WHAT IS NEEDED >> Set the records down once more so that they match the source word for word.
|---|
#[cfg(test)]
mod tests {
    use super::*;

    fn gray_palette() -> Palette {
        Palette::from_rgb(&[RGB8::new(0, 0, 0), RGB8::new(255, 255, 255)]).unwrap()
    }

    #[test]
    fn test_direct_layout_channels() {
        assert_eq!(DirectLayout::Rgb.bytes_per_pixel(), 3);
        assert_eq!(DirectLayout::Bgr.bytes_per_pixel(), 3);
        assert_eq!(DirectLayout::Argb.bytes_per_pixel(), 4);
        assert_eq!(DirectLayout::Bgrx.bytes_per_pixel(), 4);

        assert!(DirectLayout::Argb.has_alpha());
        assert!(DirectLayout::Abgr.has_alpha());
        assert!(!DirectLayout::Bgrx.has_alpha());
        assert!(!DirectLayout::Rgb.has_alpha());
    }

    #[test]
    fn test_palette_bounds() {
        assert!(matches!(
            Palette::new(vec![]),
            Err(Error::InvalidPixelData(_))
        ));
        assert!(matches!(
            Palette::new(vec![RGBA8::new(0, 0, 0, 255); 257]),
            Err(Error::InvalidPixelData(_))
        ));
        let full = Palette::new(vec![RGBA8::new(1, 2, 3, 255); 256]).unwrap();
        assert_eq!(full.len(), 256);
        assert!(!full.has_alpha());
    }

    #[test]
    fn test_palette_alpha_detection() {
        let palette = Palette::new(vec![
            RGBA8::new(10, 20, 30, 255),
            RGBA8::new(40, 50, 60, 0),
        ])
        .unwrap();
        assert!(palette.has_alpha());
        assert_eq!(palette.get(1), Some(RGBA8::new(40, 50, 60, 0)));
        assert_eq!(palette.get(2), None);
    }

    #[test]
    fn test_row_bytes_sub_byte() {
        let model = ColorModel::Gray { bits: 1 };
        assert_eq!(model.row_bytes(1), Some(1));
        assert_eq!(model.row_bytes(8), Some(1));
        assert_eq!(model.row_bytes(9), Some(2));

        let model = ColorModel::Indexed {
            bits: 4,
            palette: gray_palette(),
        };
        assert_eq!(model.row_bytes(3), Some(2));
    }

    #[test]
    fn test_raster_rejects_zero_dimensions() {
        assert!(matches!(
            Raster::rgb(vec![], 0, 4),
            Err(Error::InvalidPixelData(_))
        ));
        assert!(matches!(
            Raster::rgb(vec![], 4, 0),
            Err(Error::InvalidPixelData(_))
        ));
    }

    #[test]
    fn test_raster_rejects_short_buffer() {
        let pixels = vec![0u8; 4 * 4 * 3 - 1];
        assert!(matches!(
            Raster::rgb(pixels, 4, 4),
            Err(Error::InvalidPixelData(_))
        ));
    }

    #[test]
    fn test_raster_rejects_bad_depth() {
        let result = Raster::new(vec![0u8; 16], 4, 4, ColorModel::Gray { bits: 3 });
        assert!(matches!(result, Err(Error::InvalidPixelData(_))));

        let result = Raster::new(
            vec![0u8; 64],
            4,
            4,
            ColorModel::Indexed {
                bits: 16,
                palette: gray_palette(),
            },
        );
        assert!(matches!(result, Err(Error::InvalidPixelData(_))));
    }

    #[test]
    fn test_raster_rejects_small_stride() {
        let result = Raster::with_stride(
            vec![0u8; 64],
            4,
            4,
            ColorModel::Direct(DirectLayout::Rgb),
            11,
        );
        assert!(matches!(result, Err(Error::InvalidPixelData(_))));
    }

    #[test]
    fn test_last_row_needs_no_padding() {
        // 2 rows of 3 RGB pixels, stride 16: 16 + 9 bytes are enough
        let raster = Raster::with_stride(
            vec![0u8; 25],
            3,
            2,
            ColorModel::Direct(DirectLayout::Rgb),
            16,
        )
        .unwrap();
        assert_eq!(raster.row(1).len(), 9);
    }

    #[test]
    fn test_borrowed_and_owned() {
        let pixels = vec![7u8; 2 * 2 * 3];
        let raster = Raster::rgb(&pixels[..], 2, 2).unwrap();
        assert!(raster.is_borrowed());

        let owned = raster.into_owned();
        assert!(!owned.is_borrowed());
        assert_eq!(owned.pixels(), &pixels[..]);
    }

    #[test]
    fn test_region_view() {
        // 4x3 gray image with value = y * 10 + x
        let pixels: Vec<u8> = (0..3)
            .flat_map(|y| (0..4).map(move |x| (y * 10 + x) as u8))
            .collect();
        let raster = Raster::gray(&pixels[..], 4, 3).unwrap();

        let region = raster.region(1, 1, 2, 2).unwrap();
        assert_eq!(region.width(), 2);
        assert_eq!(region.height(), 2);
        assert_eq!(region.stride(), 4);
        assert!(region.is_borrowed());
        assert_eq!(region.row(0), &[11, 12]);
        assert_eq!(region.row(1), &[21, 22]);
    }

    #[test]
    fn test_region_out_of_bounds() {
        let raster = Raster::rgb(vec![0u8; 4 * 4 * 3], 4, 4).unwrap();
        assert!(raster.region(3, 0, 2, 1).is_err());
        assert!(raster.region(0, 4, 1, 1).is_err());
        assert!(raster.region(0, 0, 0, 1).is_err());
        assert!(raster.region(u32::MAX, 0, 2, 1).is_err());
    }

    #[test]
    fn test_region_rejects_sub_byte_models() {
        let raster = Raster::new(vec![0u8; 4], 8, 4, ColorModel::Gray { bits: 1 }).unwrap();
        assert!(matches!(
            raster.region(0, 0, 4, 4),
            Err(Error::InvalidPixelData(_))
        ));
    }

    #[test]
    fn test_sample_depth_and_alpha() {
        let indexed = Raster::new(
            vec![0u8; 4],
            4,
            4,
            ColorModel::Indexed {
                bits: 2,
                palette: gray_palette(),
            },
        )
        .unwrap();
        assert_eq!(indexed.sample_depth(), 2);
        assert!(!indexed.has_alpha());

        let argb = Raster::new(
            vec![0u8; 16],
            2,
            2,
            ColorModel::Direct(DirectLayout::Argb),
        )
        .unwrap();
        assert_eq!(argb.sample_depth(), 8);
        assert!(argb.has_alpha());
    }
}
|---|
RESPONSE TO THE EXERCISE >>
#[cfg(test)]
mod tests {
    use super::*;

    fn gray_palette() -> Palette {
        Palette::from_rgb(&[RGB8::new(0, 0, 0), RGB8::new(255, 255, 255)]).unwrap()
    }

    #[test]
    fn test_direct_layout_channels() {
        assert_eq!(DirectLayout::Rgb.bytes_per_pixel(), 3);
        assert_eq!(DirectLayout::Bgr.bytes_per_pixel(), 3);
        assert_eq!(DirectLayout::Argb.bytes_per_pixel(), 4);
        assert_eq!(DirectLayout::Bgrx.bytes_per_pixel(), 4);

        assert!(DirectLayout::Argb.has_alpha());
        assert!(DirectLayout::Abgr.has_alpha());
        assert!(!DirectLayout::Bgrx.has_alpha());
        assert!(!DirectLayout::Rgb.has_alpha());
    }

    #[test]
    fn test_palette_bounds() {
        assert!(matches!(
            Palette::new(vec![]),
            Err(Error::InvalidPixelData(_))
        ));
        assert!(matches!(
            Palette::new(vec![RGBA8::new(0, 0, 0, 255); 257]),
            Err(Error::InvalidPixelData(_))
        ));
        let full = Palette::new(vec![RGBA8::new(1, 2, 3, 255); 256]).unwrap();
        assert_eq!(full.len(), 256);
        assert!(!full.has_alpha());
    }

    #[test]
    fn test_palette_alpha_detection() {
        let palette = Palette::new(vec![
            RGBA8::new(10, 20, 30, 255),
            RGBA8::new(40, 50, 60, 0),
        ])
        .unwrap();
        assert!(palette.has_alpha());
        assert_eq!(palette.get(1), Some(RGBA8::new(40, 50, 60, 0)));
        assert_eq!(palette.get(2), None);
    }

    #[test]
    fn test_row_bytes_sub_byte() {
        let model = ColorModel::Gray { bits: 1 };
        assert_eq!(model.row_bytes(1), Some(1));
        assert_eq!(model.row_bytes(8), Some(1));
        assert_eq!(model.row_bytes(9), Some(2));

        let model = ColorModel::Indexed {
            bits: 4,
            palette: gray_palette(),
        };
        assert_eq!(model.row_bytes(3), Some(2));
    }

    #[test]
    fn test_raster_rejects_zero_dimensions() {
        assert!(matches!(
            Raster::rgb(vec![], 0, 4),
            Err(Error::InvalidPixelData(_))
        ));
        assert!(matches!(
            Raster::rgb(vec![], 4, 0),
            Err(Error::InvalidPixelData(_))
        ));
    }

    #[test]
    fn test_raster_rejects_short_buffer() {
        let pixels = vec![0u8; 4 * 4 * 3 - 1];
        assert!(matches!(
            Raster::rgb(pixels, 4, 4),
            Err(Error::InvalidPixelData(_))
        ));
    }

    #[test]
    fn test_raster_rejects_bad_depth() {
        let result = Raster::new(vec![0u8; 16], 4, 4, ColorModel::Gray { bits: 3 });
        assert!(matches!(result, Err(Error::InvalidPixelData(_))));

        let result = Raster::new(
            vec![0u8; 64],
            4,
            4,
            ColorModel::Indexed {
                bits: 16,
                palette: gray_palette(),
            },
        );
        assert!(matches!(result, Err(Error::InvalidPixelData(_))));
    }

    #[test]
    fn test_raster_rejects_small_stride() {
        let result = Raster::with_stride(
            vec![0u8; 64],
            4,
            4,
            ColorModel::Direct(DirectLayout::Rgb),
            11,
        );
        assert!(matches!(result, Err(Error::InvalidPixelData(_))));
    }

    #[test]
    fn test_last_row_needs_no_padding() {
        // 2 rows of 3 RGB pixels, stride 16: 16 + 9 bytes are enough
        let raster = Raster::with_stride(
            vec![0u8; 25],
            3,
            2,
            ColorModel::Direct(DirectLayout::Rgb),
            16,
        )
        .unwrap();
        assert_eq!(raster.row(1).len(), 9);
    }

    #[test]
    fn test_borrowed_and_owned() {
        let pixels = vec![7u8; 2 * 2 * 3];
        let raster = Raster::rgb(&pixels[..], 2, 2).unwrap();
        assert!(raster.is_borrowed());

        let owned = raster.into_owned();
        assert!(!owned.is_borrowed());
        assert_eq!(owned.pixels(), &pixels[..]);
    }

    #[test]
    fn test_region_view() {
        // 4x3 gray image with value = y * 10 + x
        let pixels: Vec<u8> = (0..3)
            .flat_map(|y| (0..4).map(move |x| (y * 10 + x) as u8))
            .collect();
        let raster = Raster::gray(&pixels[..], 4, 3).unwrap();

        let region = raster.region(1, 1, 2, 2).unwrap();
        assert_eq!(region.width(), 2);
        assert_eq!(region.height(), 2);
        assert_eq!(region.stride(), 4);
        assert!(region.is_borrowed());
        assert_eq!(region.row(0), &[11, 12]);
        assert_eq!(region.row(1), &[21, 22]);
    }

    #[test]
    fn test_region_out_of_bounds() {
        let raster = Raster::rgb(vec![0u8; 4 * 4 * 3], 4, 4).unwrap();
        assert!(raster.region(3, 0, 2, 1).is_err());
        assert!(raster.region(0, 4, 1, 1).is_err());
        assert!(raster.region(0, 0, 0, 1).is_err());
        assert!(raster.region(u32::MAX, 0, 2, 1).is_err());
    }

    #[test]
    fn test_region_rejects_sub_byte_models() {
        let raster = Raster::new(vec![0u8; 4], 8, 4, ColorModel::Gray { bits: 1 }).unwrap();
        assert!(matches!(
            raster.region(0, 0, 4, 4),
            Err(Error::InvalidPixelData(_))
        ));
    }

    #[test]
    fn test_sample_depth_and_alpha() {
        let indexed = Raster::new(
            vec![0u8; 4],
            4,
            4,
            ColorModel::Indexed {
                bits: 2,
                palette: gray_palette(),
            },
        )
        .unwrap();
        assert_eq!(indexed.sample_depth(), 2);
        assert!(!indexed.has_alpha());

        let argb = Raster::new(
            vec![0u8; 16],
            2,
            2,
            ColorModel::Direct(DirectLayout::Argb),
        )
        .unwrap();
        assert_eq!(argb.sample_depth(), 8);
        assert!(argb.has_alpha());
    }
}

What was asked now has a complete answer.